[Records from a data source]

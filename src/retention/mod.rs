//! Retention evaluation.
//!
//! For each schedule the pipeline is:
//!
//! ```text
//! list ─► classify ─► enforce ─► report
//!                       │
//!                       └─► delete (oldest first) ─► re-list ─► classify
//! ```
//!
//! | Stage | Module |
//! |-------|--------|
//! | Split backups into in-use records and tallies | [`classifier`] |
//! | Delete the oldest backups over the limit | [`enforcer`] |
//! | Drive one deletion to completion | [`deletion`] |
//! | Derive gauges | [`report`] |
//! | Run every schedule with failure isolation | [`evaluator`] |

pub mod classifier;
pub mod deletion;
pub mod enforcer;
pub mod evaluator;
pub mod report;

pub use classifier::classify;
pub use deletion::{DeletionOutcome, DeletionProtocol, PollConfig};
pub use enforcer::{EnforcementError, EnforcementResult, deletion_candidates, enforce};
pub use evaluator::{CycleReport, Evaluator, ScheduleOutcome};
pub use report::{GaugeSet, GaugeValue, report};
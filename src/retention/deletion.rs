//! Deleting a single backup.
//!
//! A deletion runs through four steps:
//!
//! 1. **Existence check**: look for a deletion request already named after the
//!    backup. If one exists, a previous attempt got as far as submitting it and
//!    creation is skipped.
//! 2. **Request**: submit a delete action for the backup's artifacts.
//! 3. **Poll**: wait for the request to reach `complete` or `failed`, backing
//!    off exponentially up to a bounded total wait.
//! 4. **Finalize**: remove the original backup resource so it drops out of
//!    future listings.
//!
//! A `failed` delete action still finalizes. The failure is logged with the
//! executor's message before the backup resource is removed.

use crate::config::RetentionConfig;
use crate::models::{BackupRecord, DEFAULT_DELETION_PREFIX, DeletionRequest, DeletionState};
use crate::store::DeletionClient;
use crate::{Error, Result};
use std::time::{Duration, Instant};
use tracing::{debug, info, instrument, warn};

/// Poll schedule for deletion requests.
#[derive(Debug, Clone, Copy, PartialEq, Eq)]
pub struct PollConfig {
    /// Delay before the first status check.
    pub initial_delay: Duration,
    /// Upper bound on a single delay.
    pub max_delay: Duration,
    /// Factor applied to the delay after each check.
    pub multiplier: u32,
    /// Total time to wait before giving up.
    pub max_wait: Duration,
}

impl Default for PollConfig {
    fn default() -> Self {
        Self {
            initial_delay: Duration::from_secs(5),
            max_delay: Duration::from_secs(60),
            multiplier: 2,
            max_wait: Duration::from_secs(3600),
        }
    }
}

impl PollConfig {
    /// Delay before the given status check (1-based).
    ///
    /// Formula: `initial_delay * multiplier^(attempt - 1)`, capped at
    /// `max_delay`.
    #[must_use]
    pub fn delay_for_attempt(&self, attempt: u32) -> Duration {
        if attempt == 0 {
            return Duration::ZERO;
        }
        let factor = self
            .multiplier
            .max(1)
            .saturating_pow(attempt.saturating_sub(1).min(16));
        self.initial_delay
            .saturating_mul(factor)
            .min(self.max_delay.max(self.initial_delay))
    }
}

/// What a completed deletion did.
#[derive(Debug, Clone, PartialEq, Eq)]
pub struct DeletionOutcome {
    /// Backup that was deleted.
    pub backup: String,
    /// Name of the deletion request.
    pub request: String,
    /// Whether this call submitted the request (false if it already existed).
    pub created: bool,
    /// Terminal state the request reached.
    pub state: DeletionState,
    /// Number of status checks made.
    pub polls: u32,
}

/// Drives deletions through a [`DeletionClient`].
pub struct DeletionProtocol<'a> {
    client: &'a dyn DeletionClient,
    poll: PollConfig,
    prefix: String,
}

impl<'a> DeletionProtocol<'a> {
    /// Creates a protocol using the default request name prefix.
    #[must_use]
    pub fn new(client: &'a dyn DeletionClient, poll: PollConfig) -> Self {
        Self {
            client,
            poll,
            prefix: DEFAULT_DELETION_PREFIX.to_string(),
        }
    }

    /// Overrides the deletion request name prefix.
    #[must_use]
    pub fn with_prefix(mut self, prefix: impl Into<String>) -> Self {
        self.prefix = prefix.into();
        self
    }

    /// Deletes `backup` under `config`, blocking until the backup resource is
    /// gone.
    ///
    /// # Errors
    ///
    /// - [`Error::DeletionRequest`] if the existence check, submission or a
    ///   status check fails.
    /// - [`Error::DeletionTimeout`] if the request is still in flight after
    ///   the poll budget.
    /// - [`Error::FinalizeDelete`] if the backup resource cannot be removed.
    #[instrument(
        name = "taweret.retention.delete",
        skip(self, backup, config),
        fields(schedule = %config.name, backup = %backup.name)
    )]
    pub fn delete(&self, backup: &BackupRecord, config: &RetentionConfig) -> Result<DeletionOutcome> {
        let request = DeletionRequest::for_backup(backup, config, &self.prefix);
        let request_error = |cause: &Error| Error::DeletionRequest {
            backup: backup.name.clone(),
            cause: cause.to_string(),
        };

        let existing = self
            .client
            .exists(&request.namespace, &request.name)
            .map_err(|e| request_error(&e))?;

        let created = if existing {
            info!(request = %request.name, "deletion request already exists, resuming");
            false
        } else {
            let name = self.client.create(&request).map_err(|e| request_error(&e))?;
            info!(request = %name, "created deletion request");
            true
        };

        let (state, polls) = self.wait_for_terminal(&request, backup)?;

        if let DeletionState::Failed { message } = &state {
            warn!(
                request = %request.name,
                message = message.as_deref().unwrap_or(""),
                "delete action failed, removing backup resource anyway"
            );
        } else {
            info!(request = %request.name, polls, "delete action completed");
        }

        self.finalize(backup, &request.namespace)?;
        metrics::counter!(
            "taweret_backups_deleted_total",
            "backup_config_name" => config.name.clone()
        )
        .increment(1);

        Ok(DeletionOutcome {
            backup: backup.name.clone(),
            request: request.name,
            created,
            state,
            polls,
        })
    }

    fn wait_for_terminal(
        &self,
        request: &DeletionRequest,
        backup: &BackupRecord,
    ) -> Result<(DeletionState, u32)> {
        let started = Instant::now();
        let mut attempt: u32 = 0;

        loop {
            attempt = attempt.saturating_add(1);
            let remaining = self.poll.max_wait.saturating_sub(started.elapsed());
            let delay = self.poll.delay_for_attempt(attempt).min(remaining);
            debug!(
                request = %request.name,
                attempt,
                delay_ms = duration_ms(delay),
                "waiting for deletion request"
            );
            std::thread::sleep(delay);

            let state = self
                .client
                .get_status(&request.namespace, &request.name)
                .map_err(|e| Error::DeletionRequest {
                    backup: backup.name.clone(),
                    cause: e.to_string(),
                })?;

            if state.is_terminal() {
                return Ok((state, attempt));
            }
            let waited = started.elapsed();
            if waited >= self.poll.max_wait {
                return Err(Error::DeletionTimeout {
                    request: request.name.clone(),
                    waited_ms: duration_ms(waited),
                });
            }
            debug!(request = %request.name, state = %state, "deletion request still in flight");
        }
    }

    fn finalize(&self, backup: &BackupRecord, namespace: &str) -> Result<()> {
        match self.client.delete_resource(namespace, &backup.name) {
            Ok(()) => {
                info!("removed backup resource");
                Ok(())
            },
            Err(e) if e.is_not_found() => {
                warn!("backup resource already removed");
                Ok(())
            },
            Err(e) => Err(Error::FinalizeDelete {
                backup: backup.name.clone(),
                cause: e.to_string(),
            }),
        }
    }
}

fn duration_ms(duration: Duration) -> u64 {
    u64::try_from(duration.as_millis()).unwrap_or(u64::MAX)
}
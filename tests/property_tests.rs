//! Property-based tests for classification and enforcement.
//!
//! Uses proptest to verify invariants across random backup sets:
//! - Classification is idempotent
//! - Pending backups never count as in use
//! - Deletion candidates are exactly the oldest excess backups
//! - A successful cycle leaves at most `max_backups` in use

// Property tests use expect/unwrap for simplicity - panics are acceptable in tests
#![allow(clippy::expect_used, clippy::unwrap_used)]

use chrono::{DateTime, Duration, TimeZone, Utc};
use proptest::prelude::*;
use std::time::Duration as StdDuration;
use taweret::models::{BackupRecord, BackupStatus};
use taweret::observability::RecordingSink;
use taweret::retention::{Evaluator, PollConfig, classify, deletion_candidates};
use taweret::store::RecordLister;
use taweret::store::memory::InMemoryStore;
use taweret::{MaxAge, RetentionConfig};

fn fixed_now() -> DateTime<Utc> {
    Utc.with_ymd_and_hms(2024, 6, 15, 12, 0, 0).unwrap()
}

fn status_strategy() -> impl Strategy<Value = BackupStatus> {
    prop::sample::select(vec![
        BackupStatus::Pending,
        BackupStatus::Running,
        BackupStatus::Complete,
        BackupStatus::Failed,
        BackupStatus::AttemptFailed,
        BackupStatus::Skipped,
        BackupStatus::Deleting,
        BackupStatus::Other("unknown".to_string()),
    ])
}

/// Backups spread over the last 14 days, with hour granularity so ties occur.
fn backups_strategy(max: usize) -> impl Strategy<Value = Vec<BackupRecord>> {
    prop::collection::vec((0i64..14 * 24, status_strategy()), 0..max).prop_map(|entries| {
        entries
            .into_iter()
            .enumerate()
            .map(|(i, (hours_ago, status))| {
                BackupRecord::new(
                    format!("backup-{i}"),
                    "daily",
                    status,
                    fixed_now() - Duration::hours(hours_ago),
                )
            })
            .collect()
    })
}

fn policy(max_backups: u32) -> RetentionConfig {
    RetentionConfig::new("daily", "kanister")
        .with_blueprint("bp")
        .with_max_backups(max_backups)
        .with_max_age(MaxAge::days(7))
}

proptest! {
    /// Property: classifying the same input twice gives identical results.
    #[test]
    fn prop_classification_is_idempotent(backups in backups_strategy(40)) {
        let first = classify(&backups, &policy(3), fixed_now());
        let second = classify(&backups, &policy(3), fixed_now());
        prop_assert_eq!(first, second);
    }

    /// Property: pending backups are never in use, regardless of age.
    #[test]
    fn prop_pending_never_in_use(backups in backups_strategy(40)) {
        let (classified, _) = classify(&backups, &policy(3), fixed_now());
        prop_assert!(classified.iter().all(|b| b.status != BackupStatus::Pending));
    }

    /// Property: every backup is either in use, tallied, or has no bucket.
    #[test]
    fn prop_every_backup_accounted_for(backups in backups_strategy(40)) {
        let config = policy(3);
        let cutoff = config.cutoff(fixed_now());
        let (classified, counts) = classify(&backups, &config, fixed_now());

        let dropped = backups
            .iter()
            .filter(|b| !(b.created_at > cutoff && b.status.is_finished()))
            .filter(|b| b.status.bucket().is_none())
            .count();

        prop_assert_eq!(classified.len() + counts.total() + dropped, backups.len());
    }

    /// Property: the classified set is sorted oldest first, ties in input order.
    #[test]
    fn prop_classified_sorted_stably(backups in backups_strategy(40)) {
        let (classified, _) = classify(&backups, &policy(3), fixed_now());
        let index = |name: &str| backups.iter().position(|b| b.name == name).unwrap();

        for pair in classified.as_slice().windows(2) {
            prop_assert!(pair[0].created_at <= pair[1].created_at);
            if pair[0].created_at == pair[1].created_at {
                prop_assert!(index(&pair[0].name) < index(&pair[1].name));
            }
        }
    }

    /// Property: candidates are exactly the `len - max` oldest in-use backups.
    #[test]
    fn prop_candidates_are_oldest_excess(backups in backups_strategy(40), max in 0u32..10) {
        let config = policy(max);
        let (classified, _) = classify(&backups, &config, fixed_now());
        let candidates = deletion_candidates(&classified, &config);

        let expected = classified.len().saturating_sub(max as usize);
        prop_assert_eq!(candidates.len(), expected);
        prop_assert_eq!(candidates, &classified.as_slice()[..expected]);

        if let Some(youngest_deleted) = candidates.last() {
            let kept = &classified.as_slice()[expected..];
            prop_assert!(kept.iter().all(|b| b.created_at >= youngest_deleted.created_at));
        }
    }
}

proptest! {
    #![proptest_config(ProptestConfig::with_cases(24))]

    /// Property: after a successful cycle at most `max_backups` remain in use.
    #[test]
    fn prop_cycle_enforces_retention_bound(
        offsets in prop::collection::vec((0i64..10 * 24, status_strategy()), 0..12),
        max in 0u32..5,
    ) {
        let now = Utc::now();
        let store = InMemoryStore::new();
        for (i, (hours_ago, status)) in offsets.into_iter().enumerate() {
            store.insert_backup(
                "kanister",
                BackupRecord::new(format!("b{i}"), "daily", status, now - Duration::hours(hours_ago)),
            );
        }
        let config = policy(max);
        store.set_configs(vec![config.clone()]);
        let sink = RecordingSink::new();
        let poll = PollConfig {
            initial_delay: StdDuration::ZERO,
            max_delay: StdDuration::ZERO,
            multiplier: 1,
            max_wait: StdDuration::from_millis(10),
        };
        let evaluator = Evaluator::new(&store, &store, &sink, poll);

        let report = evaluator.run_cycle(&store).unwrap();
        prop_assert!(report.is_success());

        let remaining = store.list("kanister").unwrap();
        let (classified, _) = classify(&remaining, &config, Utc::now());
        prop_assert!(classified.len() <= max as usize);
        prop_assert!(report.outcomes[0].in_use <= max as usize);
    }
}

WORK ITEM: The word is "polls". Copy every line above where it appears.

RESPONSE FOR THIS EXERCISE:
    pub polls: u32,
        let (state, polls) = self.wait_for_terminal(&request, backup)?;
            info!(request = %request.name, polls, "delete action completed");
            polls,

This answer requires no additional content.